= TASK GOAL =
Go line by line through the data below, counting each one that has "impl", and give the final count only.

:: ENTRIES SHOWN ::

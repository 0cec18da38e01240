use serde::{Deserialize, Serialize};
use thiserror::Error;

#[derive(Error, Clone, Debug, PartialEq, Eq, Serialize, Deserialize)]
pub enum ProtocolError {
    #[error("Invalid Message")]
    InvalidMessage,
    #[error("Connection closed")]
    Disconnected,
    #[error("Client version '{0}' does not match server version '{1}'")]
    VersionMismatch(String, String),
    /// The first frame on a connection was neither a version nor a ping.
    #[error("Expected a version handshake before any other message")]
    HandshakeRequired,
    #[error("Transport error: {0}")]
    Transport(String),
}

impl From<FrameError> for ProtocolError {
    fn from(e: FrameError) -> Self {
        Self::Transport(e.to_string())
    }
}

#[derive(Debug, Error)]
pub enum FrameError {
    #[error("Frame exceeded max length")]
    FrameLength,
    #[error("Connection reset by peer")]
    ConnectionReset,
    #[error("I/O Error: {0}")]
    Io(std::io::Error),
    #[error("Serialization Error: {0}")]
    Bincode(bincode::Error),
}

impl From<std::io::Error> for FrameError {
    fn from(e: std::io::Error) -> Self {
        Self::Io(e)
    }
}

impl From<bincode::Error> for FrameError {
    fn from(e: bincode::Error) -> Self {
        Self::Bincode(e)
    }
}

:::

= YOUR SOLUTION =
3